Could my backstab of a friend be induced by submission pornography?

WaitForTheDay

New Fapstronaut
I am writing this out - for the first time.


Before I start, i want to ask you, if there is an connection between femdom/traps/sissy pornography addiction and a huge, huge mistake in my life I will describe in this messeage.

////Table of contents:
a) How and why it started (I think)
b) The mistake

I am 18, a student at my local Grammar School, in a small city in Eastern Europe. I am one year before my final exams, but have, since the day I started school in general, been quite senstive to stress. It's not like I hate school and learning, rather I like my individual freedom, and try to not bend myself to the needs of school, quite the opposite. This breakthrough moment happened a few months ago, resulting in a flow of happiness, and a happier life in general, with basically no stress. My dream came true.

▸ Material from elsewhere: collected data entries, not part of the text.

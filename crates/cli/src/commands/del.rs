//! del command - Delete objects
//!
//! Deletes a single object, or with `--recursive` every object under the
//! prefix in batches.

use clap::Args;
use s3sync_core::{ops, parse_remote};

use super::{ConnectionArgs, open_store, report, watch};
use crate::exit_code::ExitCode;
use crate::output::{Formatter, OutputConfig, StatusUnit};

/// Delete objects
#[derive(Args, Debug)]
pub struct DelArgs {
    /// S3 address of the object or prefix (s3://bucket/key)
    pub path: String,

    /// Delete every object under the prefix
    #[arg(short, long)]
    pub recursive: bool,
}

/// Execute the del command
pub async fn execute(
    args: DelArgs,
    connection: &ConnectionArgs,
    output_config: OutputConfig,
) -> ExitCode {
    let formatter = Formatter::new(output_config);

    let target = match parse_remote(&args.path) {
        Ok(target) => target,
        Err(e) => {
            formatter.error(&e.to_string());
            return ExitCode::UsageError;
        }
    };

    let (store, config) = match open_store(connection, &formatter).await {
        Ok(opened) => opened,
        Err(code) => return code,
    };

    let started = if args.recursive {
        ops::delete_prefix(store, config, target)
    } else {
        ops::delete_object(store, config, target)
    };
    let handle = match started {
        Ok(handle) => handle,
        Err(e) => {
            formatter.error(&e.to_string());
            return ExitCode::from_error(&e);
        }
    };

    let outcome = watch(handle, &formatter, StatusUnit::Objects).await;
    report(&outcome, &formatter)
}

But of course, before this moment, I was, and still am, a pornography addict, since the age of 11. My early exposure started with vanilla, but i can recall watching some light gay porn at the age of 12. I moved on to hentai, some more hardcore Brazzers videos, but about a year ago, I got into femdom, latex, BDSM, BBC, Blacked and at last Sissy hypno. This is really when I think my life went straight down. I even picked up smoking, which I have quit about two months ago (thankfully).

What I can observe as of now, is a huge decrease in motivation thanks to this hardcore pornography, and in general carelessness, resulting in submission. Beacause I was under heavy stress load during this time, I wanted to submit something to, to let my imagination run wild, and escape the responsibilites of normal life. The thought of being feminized, treated like a slave actually felt nice, the idea of being numb to what lies ahead and just go causally thru life was like a bless, beacause of all that stress. I get excited about this even now...

Beacause of my pornography usage, I grew into a heavy introvert (which...like out of nowhere, was quite destroyed) Like a 'snap' moment. So my social life improved even during this causal BBC hypno porn usage.

But, half a year ago, the big mistake happened, and I would like to know, if there might be a link between this heavy porn and the mistake. What happened is that I wanted to smoke some weed after school, beyond the city on a hill. But this outdoor place, which I did not know back then, was quite used for heavy parties, resulting for a cop to stop-by to inspect any wrongdoings.

Long story short, i got caught and transferred to local police station for interrogation. The cop asked me where have I got the weed...and I told him that it was on a party my best friend's cousin.(I told the names, adresses, everything...)

Thank god, no cops stopped by them and they have no problems. But of course, I am the backstabber. I seriously have no clue how did that happen. Perhaps I wasn't manly enough, emasculated by this type of pornography...and just collapsing?

So the rest of story goes like this, I and my friend still talk, but I feel a strange aura around. The memory of this backstab is vivid, and I want to turn the wheel to a positive direction. I gave him a promise that if any situation arises he might get trouble from, I will be the one divert the harm on me, not on him. But that's all I can do, just wait for the moment, and hope for the best.

This actually fuels my nofap journey a lot, beacause I know I have to be prepared for when this day comes, to regain the lost trust back.

So yeah, that is my story, thank you for your time and answer!
John
 
Nobody here can answer those questions, but we can support you in your journey. Your first step is to get a qualified sex addiction therapist to guide you through the recovery process. From there, we will be happy to support your recovery efforts.
 
the only advice i can give you is to not blame porn for everything wrong you do. Would be an excuse :)

You are what you are and not what porn made out of you. You made a mistake, good. Everybody does.